Pemerintah desa sudah melakukan upaya mediasi, namun SE dan SS tetap membongkar rumah tersebut.
"Sudah saya bilang, jangan dibongkar. Masih ada anak dan hak waris bisa ke anak pasangan SS dan SE,”ujar Wignyo.
Karena tak bisa menyepakati ganti rugi yang diminta sang suami, akhirnya rumah tersebut disepakati untuk dirobohkan.
“Pada mediasi awal sudah disepakati. Kemudian dilakukan mediasi lagi karena masih ada perselisihan,” terang Wignyo.
Hingga akhirnya rumah tersebut dirobohkan dengan kesepakatan dan membuat surat pernyataan yang ditandatangai di atas materai 6000.
“Surat pernyataan dibuat dan ditandatangani pada tanggal 31 Desember 2019,” terang Wignyo.
Satu hari setelah membuat surat pernyataan dan ditandatangani pada tangal (1/1/ 2020), secara bertahap pembongkaran langsung dimulai.

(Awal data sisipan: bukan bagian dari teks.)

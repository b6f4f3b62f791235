use std::path::PathBuf;

use serde::Serialize;

use crate::indexer::walker::{SkipRules, collect_files};

/// Matching lines kept per file.
pub const MAX_LINES_PER_FILE: usize = 5;

#[derive(Debug, Clone, Serialize)]
pub struct LiteralMatch {
    /// Relative to the project root
    pub file: PathBuf,
    /// 1-based
    pub line: usize,
    pub text: String,
}

/// Case-insensitive substring scan of every eligible file under the rules'
/// root. Stops once `max_files` files have matched.
pub fn literal_search(
    rules: &SkipRules,
    extensions: &[String],
    query: &str,
    max_files: usize,
) -> Vec<LiteralMatch> {
    let needle = query.trim().to_lowercase();
    if needle.is_empty() || max_files == 0 {
        return Vec::new();
    }

    let mut matches = Vec::new();
    let mut files_matched = 0;
    for path in collect_files(rules, extensions) {
        let Ok(content) = std::fs::read_to_string(&path) else {
            continue;
        };
        let rel = path
            .strip_prefix(rules.root())
            .map(|p| p.to_path_buf())
            .unwrap_or_else(|_| path.clone());

        let before = matches.len();
        matches.extend(
            content
                .lines()
                .enumerate()
                .filter(|(_, line)| line.to_lowercase().contains(&needle))
                .take(MAX_LINES_PER_FILE)
                .map(|(i, line)| LiteralMatch {
                    file: rel.clone(),
                    line: i + 1,
                    text: line.trim().to_string(),
                }),
        );
        if matches.len() > before {
            files_matched += 1;
            if files_matched >= max_files {
                break;
            }
        }
    }
    matches
}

“Tiba-tiba sang suami merobohkan dengan alat berat. Sebetulnya ini tidak diizinkan karena di kawasan permukiman penduduk,” terang Wignyo.
Puncaknya terjadi pada (3/1/2020) lalu, rumah secara total telah dirobohkan menggunakan alat berat ekskavator.
Lantas saja pembongkaran rumah tersebut mencuri perhatian dan menghebohkan warga sekitar.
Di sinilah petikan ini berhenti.